3. Les répétitions et la distribution des rôles

Dessin de Jean-Pierre Perreault, Fonds Jean-Pierre Perreault (BAnQ), 1983.

Dessin de Jean-Pierre Perreault, Fonds Jean-Pierre Perreault (BAnQ), 1983.

3.1 Les répétitions

Avant le début des répétitions

La scénographie doit être montée dans le studio de répétition avant l’arrivée des interprètes. L’espace scénique est de 13,4 mètres (44 pieds) minimum (ce qui correspond au plateau de la salle du Théâtre Maisonneuve de la Place des Arts, à Montréal) et doit pouvoir accueillir la structure de la rampe tout en laissant une grande surface au sol pour un groupe de 32 interprètes en mouvement. Un plancher de bois est requis, il n’a pas pour autant besoin d’être recouvert d’un tapis de danse. Voir la partie 6 (Le lieu, la scénographie) pour plus de détails sur la plantation de la scénographie. La sonorisation n’est pas nécessaire lors des répétitions.

Il est essentiel de toujours répéter en costume, et ce, dès le premier jour, car le costume fait partie des données sensorielles avec lesquelles travaille l’interprète et est nécessaire à bâtir l’endurance indispensable pour danser cette œuvre exigeante. Il est ainsi recommandé d’engager une personne responsable des costumes avant le début des répétitions afin d’organiser la panoplie de costumes. Des essayages sont à prévoir lors des semaines qui précèdent les répétitions afin que les interprètes soient chaussés correctement dès le premier jour en studio. Durant la première semaine de répétition, le costume de chaque Joe sera validé et ajusté selon les besoins. La personne responsable des costumes devra aussi être disponible pendant toute la période des répétitions afin de poursuivre les ajustements adéquats, de réparer les déchirures, de sécher et d’aérer les vestes et les manteaux, mais aussi pour laver les chemises et chaussettes tous les jours et enlever les cernes de sel de transpiration qui se fixent sur les bords des chapeaux.

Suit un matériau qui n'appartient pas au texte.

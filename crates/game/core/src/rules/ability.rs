use crate::character::{AbilityKind, Character};
use crate::error::RuleError;
use crate::modifiers;
use crate::report::{AbilityTestReport, Report};

use super::{Resolution, RulesEngine};

impl RulesEngine<'_> {
    /// Rolls `1d20 + ability` and lists the DR modifiers that apply.
    ///
    /// The DR itself is set at the table, so the test has no success flag.
    pub async fn test_ability(
        &self,
        character: &Character,
        ability: AbilityKind,
    ) -> Result<Resolution, RuleError> {
        let dr_modifiers =
            modifiers::ability_test_modifiers(character, ability, self.config, self.tables)?;
        let roll = self.roll_for(character, &ability.test_formula()).await?;
        Ok(Resolution::report_only(Report::AbilityTest(
            AbilityTestReport {
                ability,
                roll,
                dr_modifiers,
            },
        )))
    }
}
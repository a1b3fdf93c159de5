//! Content factory for loading rule data from a data directory.

use std::path::{Path, PathBuf};

use grimm_core::{ArmorTierTable, Character, RulesConfig};

use crate::loaders::{CharacterLoader, ConfigLoader, LoadResult, TablesLoader};

/// Content factory that loads rule data from a data directory.
///
/// # Directory Structure
///
/// ```text
/// data_dir/
/// ├── rules.toml
/// ├── armor_tiers.ron
/// └── characters/
///     └── karg.ron
/// ```
///
/// Missing `rules.toml` or `armor_tiers.ron` fall back to the embedded
/// defaults.
pub struct ContentFactory {
    data_dir: PathBuf,
}

impl ContentFactory {
    /// Creates a new content factory pointing to a data directory.
    pub fn new(data_dir: impl Into<PathBuf>) -> Self {
        Self {
            data_dir: data_dir.into(),
        }
    }

    pub fn data_dir(&self) -> &Path {
        &self.data_dir
    }

    /// Load rule settings from `rules.toml`.
    pub fn load_rules(&self) -> LoadResult<RulesConfig> {
        let path = self.data_dir.join("rules.toml");
        if path.exists() {
            ConfigLoader::load(&path)
        } else {
            ConfigLoader::parse(crate::DEFAULT_RULES)
        }
    }

    /// Load the armor tier table from `armor_tiers.ron`.
    pub fn load_tables(&self) -> LoadResult<ArmorTierTable> {
        let path = self.data_dir.join("armor_tiers.ron");
        if path.exists() {
            TablesLoader::load(&path)
        } else {
            TablesLoader::parse(crate::DEFAULT_ARMOR_TIERS)
        }
    }

    /// Path of a named character sheet.
    pub fn character_path(&self, name: &str) -> PathBuf {
        self.data_dir.join("characters").join(format!("{name}.ron"))
    }

    /// Load a named character from `characters/<name>.ron`.
    pub fn load_character(&self, name: &str) -> LoadResult<Character> {
        CharacterLoader::load(&self.character_path(name))
    }

    /// Save a character to `characters/<name>.ron`.
    pub fn save_character(&self, name: &str, character: &Character) -> LoadResult<()> {
        CharacterLoader::save(&self.character_path(name), character)
    }
}
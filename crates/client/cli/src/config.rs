//! CLI configuration read from the process environment.
use std::env;
use std::path::{Path, PathBuf};

use grimm_core::CharacterId;

use crate::dirs;

/// Configuration required to run one command.
#[derive(Clone, Debug, Default)]
pub struct CliConfig {
    pub character_file: Option<PathBuf>,
    pub tables_file: Option<PathBuf>,
    pub rules_file: Option<PathBuf>,
    pub seed: Option<u64>,
    pub display_delay_ms: u64,
    pub log_dir: Option<PathBuf>,
}

impl CliConfig {
    /// Construct configuration from process environment variables.
    ///
    /// Environment variables:
    /// - `GRIMM_CHARACTER_FILE` - Character sheet (default: `character.ron` in the data directory)
    /// - `GRIMM_TABLES_FILE` - Armor tier table RON (default: printed table)
    /// - `GRIMM_RULES_FILE` - Rule settings TOML (default: printed rules)
    /// - `GRIMM_SEED` - Dice seed (default: OS entropy)
    /// - `GRIMM_DISPLAY_DELAY_MS` - Pause after each displayed roll (default: 0)
    /// - `GRIMM_LOG_DIR` - Log directory (default: platform cache directory)
    pub fn from_env() -> Self {
        Self {
            character_file: read_path("GRIMM_CHARACTER_FILE"),
            tables_file: read_path("GRIMM_TABLES_FILE"),
            rules_file: read_path("GRIMM_RULES_FILE"),
            seed: read_env::<u64>("GRIMM_SEED"),
            display_delay_ms: read_env::<u64>("GRIMM_DISPLAY_DELAY_MS").unwrap_or(0),
            log_dir: read_path("GRIMM_LOG_DIR"),
        }
    }

    pub fn character_file(&self) -> PathBuf {
        self.character_file
            .clone()
            .unwrap_or_else(|| dirs::data_dir().join("character.ron"))
    }

    /// Remembered form inputs for one character, kept beside the sheet.
    pub fn input_memory_file(&self, id: CharacterId) -> PathBuf {
        let sheet = self.character_file();
        let dir = sheet.parent().map(Path::to_path_buf).unwrap_or_default();
        dir.join(format!("inputs-{}.ron", id.0))
    }

    pub fn log_dir(&self) -> PathBuf {
        self.log_dir.clone().unwrap_or_else(dirs::log_dir)
    }
}

fn read_path(key: &str) -> Option<PathBuf> {
    env::var_os(key)
        .filter(|value| !value.is_empty())
        .map(PathBuf::from)
}

fn read_env<T>(key: &str) -> Option<T>
where
    T: std::str::FromStr,
{
    env::var(key).ok()?.parse().ok()
}

#[cfg(test)]
mod tests {
    use super::*;

    #[test]
    fn input_memory_sits_beside_the_sheet() {
        let config = CliConfig {
            character_file: Some(PathBuf::from("/srv/grimm/karg.ron")),
            ..CliConfig::default()
        };
        assert_eq!(
            config.input_memory_file(CharacterId(7)),
            PathBuf::from("/srv/grimm/inputs-7.ron")
        );
    }
}
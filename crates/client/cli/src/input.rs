//! Form input taken from command-line flags.
use async_trait::async_trait;
use grimm_core::{AttackForm, AttackPrompt, DefendForm, DefendPrompt};
use grimm_runtime::InputProvider;

/// Overlays flag values on the prefilled forms; unset flags keep the prompt's
/// values.
#[derive(Clone, Debug, Default)]
pub struct ArgsInput {
    pub attack_dr: Option<i32>,
    pub target_armor: Option<String>,
    pub defend_dr: Option<i32>,
    pub incoming_attack: Option<String>,
}

#[async_trait]
impl InputProvider for ArgsInput {
    async fn attack_form(&self, prompt: &AttackPrompt) -> Option<AttackForm> {
        let mut form = prompt.accept();
        if let Some(dr) = self.attack_dr {
            form.attack_dr = Some(dr);
        }
        if let Some(armor) = &self.target_armor {
            form.target_armor = Some(armor.clone());
        }
        Some(form)
    }

    async fn defend_form(&self, prompt: &DefendPrompt) -> Option<DefendForm> {
        let mut form = prompt.accept();
        if let Some(dr) = self.defend_dr {
            form.base_dr = Some(dr);
            form.modified_dr = Some(prompt.modified_for(dr));
        }
        if let Some(incoming) = &self.incoming_attack {
            form.incoming_attack = Some(incoming.clone());
        }
        Some(form)
    }
}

Joe est une œuvre est difficile pour le corps, car il y a beaucoup de mouvements à répétition, des actions de bottes qui frappent le sol, des chutes drastiques, des séquences abruptes. Pour la production de 2004, nous avons parfois travaillé avec des souliers de course afin de nous libérer de la lassitude accumulée dans les jambes et le dos. Ces pratiques sans bottes avaient surtout lieu en fin de journée ou vers la fin de la semaine, ce qui aide à réduire le risque de blessure d’usure tôt dans le processus. Nous avons également parfois travaillé avec de petits chapeaux de coton couleur marine afin de préserver les chapeaux de spectacle. Les chapeaux Fedora, en feutre ou en laine, sont en effet très chauds, difficiles à trouver dans le commerce, en plus d’être onéreux.

Dessins et notes de répétition, 1991, © Annie Dréau.Extrait de la liste des séquences, Fonds Jean-Pierre Perreault (BAnQ).

Visuels 1 et 2 : Dessins et notes de répétition, 1991, © Annie Dréau.
Visuel 3 : Extrait de la liste des séquences, Fonds Jean-Pierre Perreault (BAnQ).

Il est fortement conseillé aux danseurs de travailler leur endurance cardio-vasculaire et d’être en excellente forme physique avant d’entreprendre les répétitions de Joe. Consulter le site internet de l’exposition virtuelle (jeanpierreperreault.com) à propos des œuvres du chorégraphe leur sera certainement utile. De plus, il est pertinent de leur fournir certains documents qui les prépareront à entrer dans le travail chorégraphique de Perreault. Il s’agit aussi de prévoir une quarantaine de copies papier comportant les titres des séquences de la pièce et de grandes marges, afin que les Joe prennent leurs propres notes. Ceci améliore l’apprentissage et la prise de notes selon le langage de chacun. Ces feuilles facilitent également le travail de tous les collaborateurs qui ont besoin de connaître le découpage de l’œuvre et la terminologie utilisée lors des sessions de travail.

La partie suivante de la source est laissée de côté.